System.Text.Rune struct

2024-01-08

This article provides supplementary remarks to the reference documentation for this API.

A Rune instance represents a Unicode scalar value, which means any code point excluding the surrogate range (U+D800..U+DFFF). The type's constructors and conversion operators validate the input, so consumers can call the APIs assuming that the underlying Rune instance is well formed.

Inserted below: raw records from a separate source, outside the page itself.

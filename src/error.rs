use reqwest::StatusCode;
use thiserror::Error;

pub type Result<T> = std::result::Result<T, PulseError>;

#[derive(Error, Debug)]
pub enum PulseError {
    #[error("User \"{0}\" not found. Please try another username.")]
    UserNotFound(String),
    #[error("Failed to fetch user")]
    FetchUser(StatusCode),
    #[error("Failed to fetch repositories")]
    FetchRepositories(StatusCode),
    #[error("Failed to fetch user events")]
    FetchEvents(StatusCode),
    #[error("Username must not be empty")]
    EmptyUsername,
    #[error("Request failed: {0}")]
    Request(#[from] reqwest::Error),
    #[error("Serialization error: {0}")]
    Serde(#[from] serde_json::Error),
    #[error("IO error: {0}")]
    Io(#[from] std::io::Error),
}

impl PulseError {
    /// Status code attached to a stage failure, if any.
    pub fn status(&self) -> Option<StatusCode> {
        match self {
            PulseError::FetchUser(status)
            | PulseError::FetchRepositories(status)
            | PulseError::FetchEvents(status) => Some(*status),
            PulseError::Request(err) => err.status(),
            _ => None,
        }
    }
}
use anyhow::Context;
use chrono::Utc;

use crate::activity::{aggregate_daily_commits, output_chart};
use crate::cli::CommonArgs;
use crate::error::Result;
use crate::github::{GitHubApi, GitHubClient};
use crate::model::{AnalysisOutput, AnalysisReport, SCHEMA_VERSION};
use crate::repos::print_repositories;
use crate::util::spinner;

pub async fn exec(common: CommonArgs, login: &str, json: bool, ndjson: bool) -> anyhow::Result<()> {
    let client = GitHubClient::new(&common.api_url)?;

    let pb = spinner(&format!("Analyzing {login}..."));
    let result = run(&client, login).await;
    pb.finish_and_clear();
    let report = result?;

    if json {
        output_json(&report)?;
    } else if ndjson {
        output_ndjson(&report)?;
    } else {
        print_repositories(&report.repositories);
        println!();
        output_chart(&report.daily_commits)?;
    }

    Ok(())
}

/// The full analysis pipeline, in its fixed order: existence check,
/// repositories, events, aggregation. The first failing stage aborts
/// the run and nothing fetched before it survives.
pub async fn run(api: &dyn GitHubApi, login: &str) -> Result<AnalysisReport> {
    api.check_user(login).await?;
    let repositories = api.list_repositories(login).await?;
    let events = api.list_public_events(login).await?;
    let daily_commits = aggregate_daily_commits(&events);

    Ok(AnalysisReport {
        login: login.to_string(),
        repositories,
        daily_commits,
    })
}

fn output_json(report: &AnalysisReport) -> anyhow::Result<()> {
    let output = AnalysisOutput {
        version: SCHEMA_VERSION,
        generated_at: Utc::now(),
        login: report.login.clone(),
        repositories: report.repositories.clone(),
        daily_commits: report.daily_commits.clone(),
    };

    println!(
        "{}",
        serde_json::to_string_pretty(&output).context("Failed to encode analysis output")?
    );
    Ok(())
}

fn output_ndjson(report: &AnalysisReport) -> anyhow::Result<()> {
    for repo in &report.repositories {
        println!("{}", serde_json::to_string(repo)?);
    }
    for bucket in &report.daily_commits {
        println!("{}", serde_json::to_string(bucket)?);
    }
    Ok(())
}
pub mod client;

pub use client::GitHubClient;

use async_trait::async_trait;
#[cfg(test)]
use mockall::automock;

use crate::error::Result;
use crate::model::{ActivityEvent, Repository};

/// The three read-only endpoints the analysis pipeline consumes.
#[cfg_attr(test, automock)]
#[async_trait]
pub trait GitHubApi: Send + Sync {
    /// Confirm `login` resolves to a real account. 404 maps to
    /// `PulseError::UserNotFound`.
    async fn check_user(&self, login: &str) -> Result<()>;

    async fn list_repositories(&self, login: &str) -> Result<Vec<Repository>>;

    /// First page of the public events feed, as the API returns it.
    async fn list_public_events(&self, login: &str) -> Result<Vec<ActivityEvent>>;
}
//! Weatheria backend client
//!
//! Typed access to everything the client reads or writes remotely. All data
//! calls go through the [`RequestAuthenticator`], which attaches the session
//! token and logs the user out on a 401.
//!
//! # Endpoints
//!
//! ## Backend API
//! - `POST {api}/login` - Exchange credentials for a token
//! - `GET {api}/flood_history` - Flood reports with coordinates
//! - `POST {api}/report_flood` - Send a flood report
//!
//! ## Published data
//! - `GET {data}/registros.json` - Ordered readings, newest last
//! - `GET {data}/pronostico_lluvia_queretaro.json` - Rain forecast by day
//! - `GET {data}/history/index.json` - Stored day files
//! - `GET {data}/history/<YYYY-MM-DD>.csv` - One stored day
//!
//! # Example
//!
//! ```rust,ignore
//! use weatheria::api::{build_http_client, RequestAuthenticator, WeatherApi, WeatherSource};
//! use std::sync::Arc;
//!
//! let http = build_http_client(30)?;
//! let auth = Arc::new(RequestAuthenticator::new(http, session));
//! let api = WeatherApi::new(auth, "http://localhost:5001", "http://localhost:8080");
//! let readings = api.readings().await?;
//! ```

mod authenticator;
mod client;
mod error;
mod history;
pub mod schema;

pub use authenticator::RequestAuthenticator;
pub use client::{WeatherApi, WeatherSource, FORECAST_FILE, READINGS_FILE};
pub use error::{ClientError, ClientResult};
pub use history::{
    parse_day_file, rows_to_csv, HistoryDay, HistorySource, IndexHistory, RemoteHistory,
    DAY_FORMAT,
};
pub use schema::{FloodReport, FloodReportRecord, ForecastDay, WeatherReading};

use reqwest::Client;
use std::time::Duration;

/// Shared HTTP client with the configured request timeout
pub fn build_http_client(timeout_secs: u64) -> ClientResult<Client> {
    let client = Client::builder()
        .timeout(Duration::from_secs(timeout_secs.max(1)))
        .user_agent(concat!("weatheria/", env!("CARGO_PKG_VERSION")))
        .build()?;
    Ok(client)
}

#[cfg(test)]
mod tests {
    use super::*;

    #[test]
    fn test_build_http_client() {
        assert!(build_http_client(30).is_ok());
        assert!(build_http_client(0).is_ok());
    }
}
//! Token Store
//!
//! Persistent storage for the single bearer token. No validation happens
//! here; the session service decides what a stored token means.

use std::fs::OpenOptions;
use std::io::Write;
use std::path::{Path, PathBuf};
use std::sync::Mutex;

use super::error::{StoreError, StoreResult};

/// Fixed key the token is stored under
pub const TOKEN_KEY: &str = "auth_token";

/// Pass-through persistence for the bearer token
pub trait TokenStore: Send + Sync {
    fn save(&self, token: &str) -> StoreResult<()>;

    fn read(&self) -> Option<String>;

    fn clear(&self) -> StoreResult<()>;
}

/// Token kept in a file named after [`TOKEN_KEY`] inside the state directory,
/// so it survives restarts.
#[derive(Debug, Clone)]
pub struct FileTokenStore {
    path: PathBuf,
}

impl FileTokenStore {
    pub fn new(state_dir: impl AsRef<Path>) -> Self {
        Self {
            path: state_dir.as_ref().join(TOKEN_KEY),
        }
    }

    pub fn path(&self) -> &Path {
        &self.path
    }
}

impl TokenStore for FileTokenStore {
    fn save(&self, token: &str) -> StoreResult<()> {
        if let Some(parent) = self.path.parent() {
            std::fs::create_dir_all(parent)?;
        }

        let mut options = OpenOptions::new();
        options.write(true).create(true).truncate(true);
        #[cfg(unix)]
        {
            use std::os::unix::fs::OpenOptionsExt;
            options.mode(0o600);
        }
        let mut file = options.open(&self.path)?;

        // A file left by an older run keeps its mode, so tighten it too
        #[cfg(unix)]
        {
            use std::os::unix::fs::PermissionsExt;
            file.set_permissions(std::fs::Permissions::from_mode(0o600))?;
        }
        file.write_all(token.as_bytes())?;
        tracing::debug!(path = ?self.path, "Token saved");
        Ok(())
    }

    fn read(&self) -> Option<String> {
        match std::fs::read_to_string(&self.path) {
            Ok(token) => {
                let token = token.trim();
                (!token.is_empty()).then(|| token.to_string())
            }
            Err(e) if e.kind() == std::io::ErrorKind::NotFound => None,
            Err(e) => {
                tracing::warn!(path = ?self.path, "Failed to read token: {}", e);
                None
            }
        }
    }

    fn clear(&self) -> StoreResult<()> {
        match std::fs::remove_file(&self.path) {
            Ok(()) => Ok(()),
            Err(e) if e.kind() == std::io::ErrorKind::NotFound => Ok(()),
            Err(e) => Err(StoreError::Io(e)),
        }
    }
}

/// In-process store for tests and throwaway sessions
#[derive(Debug, Default)]
pub struct MemoryTokenStore {
    token: Mutex<Option<String>>,
}

impl MemoryTokenStore {
    pub fn new() -> Self {
        Self::default()
    }

    pub fn with_token(token: &str) -> Self {
        Self {
            token: Mutex::new(Some(token.to_string())),
        }
    }
}

impl TokenStore for MemoryTokenStore {
    fn save(&self, token: &str) -> StoreResult<()> {
        let mut slot = self.token.lock().map_err(|e| StoreError::Lock(e.to_string()))?;
        *slot = Some(token.to_string());
        Ok(())
    }

    fn read(&self) -> Option<String> {
        self.token.lock().ok().and_then(|slot| slot.clone())
    }

    fn clear(&self) -> StoreResult<()> {
        let mut slot = self.token.lock().map_err(|e| StoreError::Lock(e.to_string()))?;
        *slot = None;
        Ok(())
    }
}
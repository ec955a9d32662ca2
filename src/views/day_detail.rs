//! One stored day: cards and the general table from its last reading

use chrono::{Local, NaiveDate};
use serde::Serialize;
use std::path::PathBuf;
use std::sync::Arc;

use super::cards::{detail_cards, general_data, GeneralRow, WeatherCard};
use super::format::{capitalize, long_date};
use super::history::{save_day, DOWNLOAD_FAILED};
use crate::api::{ClientError, HistoryDay, HistorySource, DAY_FORMAT};
use crate::shell::Notifier;

pub const INVALID_DAY: &str = "Fecha no válida";
pub const NO_RECORDS: &str = "Sin registros para este día.";
pub const DAY_ERROR: &str = "Error al cargar los datos del día.";

#[derive(Debug, Clone, Default, PartialEq, Serialize)]
pub struct DayDetailView {
    pub date: Option<NaiveDate>,
    pub selected_date: String,
    pub cards: Vec<WeatherCard>,
    pub general: Vec<GeneralRow>,
    pub status: Option<String>,
}

pub struct DayDetailScreen {
    history: Arc<dyn HistorySource>,
    downloads_dir: PathBuf,
    notifier: Arc<dyn Notifier>,
}

impl DayDetailScreen {
    pub fn new(
        history: Arc<dyn HistorySource>,
        downloads_dir: impl Into<PathBuf>,
        notifier: Arc<dyn Notifier>,
    ) -> Self {
        Self {
            history,
            downloads_dir: downloads_dir.into(),
            notifier,
        }
    }

    /// `id` is the route parameter; without one the day is today.
    pub async fn activate(&self, id: Option<&str>) -> DayDetailView {
        self.activate_on(id, Local::now().date_naive()).await
    }

    pub async fn activate_on(&self, id: Option<&str>, today: NaiveDate) -> DayDetailView {
        let date = match id {
            None => today,
            Some(id) => match NaiveDate::parse_from_str(id.trim(), DAY_FORMAT) {
                Ok(date) => date,
                Err(_) => {
                    tracing::warn!(id, "Invalid day id");
                    return DayDetailView {
                        selected_date: INVALID_DAY.to_string(),
                        status: Some(INVALID_DAY.to_string()),
                        ..Default::default()
                    };
                }
            },
        };

        let mut view = DayDetailView {
            date: Some(date),
            selected_date: capitalize(&long_date(date)),
            ..Default::default()
        };

        match self.history.readings(date).await {
            Ok(readings) => match readings.last() {
                Some(latest) => {
                    view.cards = detail_cards(latest);
                    view.general = general_data(latest);
                }
                None => view.status = Some(NO_RECORDS.to_string()),
            },
            Err(ClientError::NotFound(_)) => {
                tracing::debug!(%date, "No history stored for day");
                view.status = Some(NO_RECORDS.to_string());
            }
            Err(e) => {
                tracing::error!("Failed to load day {}: {}", date, e);
                view.status = Some(DAY_ERROR.to_string());
            }
        }

        view
    }

    pub async fn download(&self, date: NaiveDate) -> Option<PathBuf> {
        let day = HistoryDay {
            date,
            resource: format!("{}.csv", date.format(DAY_FORMAT)),
        };
        match save_day(self.history.as_ref(), &day, &self.downloads_dir).await {
            Ok(path) => {
                tracing::info!(path = %path.display(), "Downloaded day detail");
                Some(path)
            }
            Err(e) => {
                tracing::error!("Failed to download {}: {}", date, e);
                self.notifier.alert(DOWNLOAD_FAILED);
                None
            }
        }
    }
}

#[cfg(test)]
mod tests {
    use super::*;
    use crate::api::WeatherReading;
    use crate::shell::testing::RecordingNotifier;
    use crate::views::testing::FakeHistory;
    use tempfile::TempDir;

    fn day(s: &str) -> NaiveDate {
        NaiveDate::parse_from_str(s, DAY_FORMAT).unwrap()
    }

    fn history_with_day() -> FakeHistory {
        let mut history = FakeHistory::with_days(&["2025-09-21"]);
        history.readings.insert(
            day("2025-09-21"),
            vec![
                WeatherReading { temp: Some(11.0), ..Default::default() },
                WeatherReading {
                    temp: Some(19.0),
                    pressure: Some(1008.32),
                    precip_rate: Some(2.5),
                    ..Default::default()
                },
            ],
        );
        history
    }

    fn build_screen(history: FakeHistory, dir: &TempDir) -> (DayDetailScreen, Arc<RecordingNotifier>) {
        let notifier = Arc::new(RecordingNotifier::default());
        let screen = DayDetailScreen::new(Arc::new(history), dir.path(), notifier.clone());
        (screen, notifier)
    }

    #[tokio::test]
    async fn test_cards_from_last_row() {
        let dir = TempDir::new().unwrap();
        let (screen, _) = build_screen(history_with_day(), &dir);

        let view = screen.activate_on(Some("2025-09-21"), day("2025-11-10")).await;

        assert_eq!(view.selected_date, "Domingo, 21 de septiembre de 2025");
        assert_eq!(view.cards[0].main_value.as_deref(), Some("19°C"));
        assert_eq!(view.cards[1].main_value.as_deref(), Some("2.5 mm/h"));
        assert_eq!(view.general.len(), 10);
        assert_eq!(view.status, None);
    }

    #[tokio::test]
    async fn test_without_id_uses_today() {
        let dir = TempDir::new().unwrap();
        let (screen, _) = build_screen(history_with_day(), &dir);

        let view = screen.activate_on(None, day("2025-09-21")).await;

        assert_eq!(view.date, Some(day("2025-09-21")));
        assert_eq!(view.cards.len(), 4);
    }

    #[tokio::test]
    async fn test_placeholders() {
        let dir = TempDir::new().unwrap();
        let (screen, _) = build_screen(history_with_day(), &dir);
        let today = day("2025-11-10");

        let invalid = screen.activate_on(Some("yesterday"), today).await;
        assert_eq!(invalid.status.as_deref(), Some(INVALID_DAY));
        assert!(invalid.cards.is_empty());

        let unknown = screen.activate_on(Some("2025-01-01"), today).await;
        assert_eq!(unknown.status.as_deref(), Some(NO_RECORDS));

        let mut broken = history_with_day();
        broken.broken = true;
        let (screen, _) = build_screen(broken, &dir);
        let failed = screen.activate_on(Some("2025-09-21"), today).await;
        assert_eq!(failed.status.as_deref(), Some(DAY_ERROR));
    }

    #[tokio::test]
    async fn test_download() {
        let dir = TempDir::new().unwrap();
        let (screen, notifier) = build_screen(history_with_day(), &dir);

        let path = screen.download(day("2025-09-21")).await.unwrap();
        assert_eq!(path.file_name().unwrap(), "2025-09-21.csv");
        assert!(notifier.messages().is_empty());
    }
}
//! Live dashboard
//!
//! Polls the readings feed while active. The poller is a tokio task owned by
//! a [`DashboardHandle`]; dropping or deactivating the handle aborts it, so
//! leaving the screen can never leave a timer behind.

use serde::Serialize;
use std::sync::Arc;
use std::time::Duration;
use tokio::sync::watch;
use tokio::task::JoinHandle;
use tokio::time::MissedTickBehavior;

use super::cards::{dashboard_cards, general_data, GeneralRow, WeatherCard};
use super::format::MISSING;
use crate::api::WeatherSource;

pub const LOADING: &str = "Cargando...";
pub const LOAD_ERROR: &str = "Error al cargar los datos.";

#[derive(Debug, Clone, PartialEq, Serialize)]
pub struct DashboardView {
    pub last_update: String,
    pub cards: Vec<WeatherCard>,
    pub general: Vec<GeneralRow>,
}

impl Default for DashboardView {
    fn default() -> Self {
        Self {
            last_update: LOADING.to_string(),
            cards: Vec::new(),
            general: Vec::new(),
        }
    }
}

pub struct DashboardScreen {
    source: Arc<dyn WeatherSource>,
    view: watch::Sender<DashboardView>,
    interval: Duration,
}

impl DashboardScreen {
    pub fn new(source: Arc<dyn WeatherSource>, interval: Duration) -> Self {
        let (view, _) = watch::channel(DashboardView::default());
        Self {
            source,
            view,
            interval: interval.max(Duration::from_secs(1)),
        }
    }

    pub fn view(&self) -> DashboardView {
        self.view.borrow().clone()
    }

    pub fn subscribe(&self) -> watch::Receiver<DashboardView> {
        self.view.subscribe()
    }

    pub fn interval(&self) -> Duration {
        self.interval
    }

    /// Fetch once. An empty feed leaves the view untouched; a failure only
    /// replaces the status line.
    pub async fn refresh(&self) {
        match self.source.readings().await {
            Ok(readings) => match readings.last() {
                Some(latest) => {
                    let view = DashboardView {
                        last_update: format!(
                            "Última actualización: {}",
                            latest.timestamp.as_deref().unwrap_or(MISSING)
                        ),
                        cards: dashboard_cards(latest),
                        general: general_data(latest),
                    };
                    self.view.send_replace(view);
                }
                None => tracing::warn!("Readings feed is empty"),
            },
            Err(e) => {
                tracing::error!("Failed to refresh dashboard: {}", e);
                self.view
                    .send_modify(|view| view.last_update = LOAD_ERROR.to_string());
            }
        }
    }

    /// Refresh now and then every interval until the handle goes away
    pub fn activate(self: &Arc<Self>) -> DashboardHandle {
        let screen = Arc::clone(self);
        let task = tokio::spawn(async move {
            let mut ticker = tokio::time::interval(screen.interval);
            ticker.set_missed_tick_behavior(MissedTickBehavior::Delay);
            loop {
                ticker.tick().await;
                screen.refresh().await;
            }
        });

        tracing::debug!("Dashboard polling every {:?}", self.interval);
        DashboardHandle { task }
    }
}

/// Keeps the poller alive
pub struct DashboardHandle {
    task: JoinHandle<()>,
}

impl DashboardHandle {
    pub fn deactivate(self) {
        tracing::debug!("Dashboard polling stopped");
    }

    pub fn is_active(&self) -> bool {
        !self.task.is_finished()
    }
}

impl Drop for DashboardHandle {
    fn drop(&mut self) {
        self.task.abort();
    }
}
//! Blocking alerts shown to the user

/// Where alert messages end up
pub trait Notifier: Send + Sync {
    fn alert(&self, message: &str);
}

/// Prints alerts to stderr, like a modal would interrupt a page
#[derive(Debug, Default, Clone, Copy)]
pub struct ConsoleNotifier;

impl Notifier for ConsoleNotifier {
    fn alert(&self, message: &str) {
        eprintln!("! {}", message);
    }
}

If you aren't familiar with the terms Unicode scalar value, code point, surrogate range, and well-formed, see Introduction to character encoding in .NET.

When to use the Rune type

Consider using the Rune type if your code:

Calls APIs that require Unicode scalar values
Explicitly handles surrogate pairs

APIs that require Unicode scalar values

If your code iterates through the char instances in a string or a ReadOnlySpan<char>, some of the char methods won't work correctly on char instances that are in the surrogate range. For example, the following APIs require a scalar value char to work correctly:

The following example shows code that won't work correctly if any of the char instances are surrogate code points:

// THE FOLLOWING METHOD SHOWS INCORRECT CODE.
// DO NOT DO THIS IN A PRODUCTION APPLICATION.
int CountLettersBadExample(string s)
{
    int letterCount = 0;

    foreach (char ch in s)
    {
        if (char.IsLetter(ch))
        { letterCount++; }
    }

    return letterCount;
}

// THE FOLLOWING METHOD SHOWS INCORRECT CODE.
// DO NOT DO THIS IN A PRODUCTION APPLICATION.
let countLettersBadExample (s: string) =
    let mutable letterCount = 0

    for ch in s do
        if Char.IsLetter ch then
            letterCount <- letterCount + 1
    
    letterCount

Here's equivalent code that works with a ReadOnlySpan<char>:

// THE FOLLOWING METHOD SHOWS INCORRECT CODE.
// DO NOT DO THIS IN A PRODUCTION APPLICATION.
static int CountLettersBadExample(ReadOnlySpan<char> span)
{
    int letterCount = 0;

    foreach (char ch in span)
    {
        if (char.IsLetter(ch))
        { letterCount++; }
    }

    return letterCount;
}

The preceding code works correctly with some languages such as English:

CountLettersInString("Hello")
// Returns 5

But it won't work correctly for languages outside the Basic Multilingual Plane, such as Osage:

CountLettersInString("𐓏𐓘𐓻𐓘𐓻𐓟 𐒻𐓟")
// Returns 0

The reason this method returns incorrect results for Osage text is that the char instances for Osage letters are surrogate code points. No single surrogate code point has enough information to determine if it's a letter.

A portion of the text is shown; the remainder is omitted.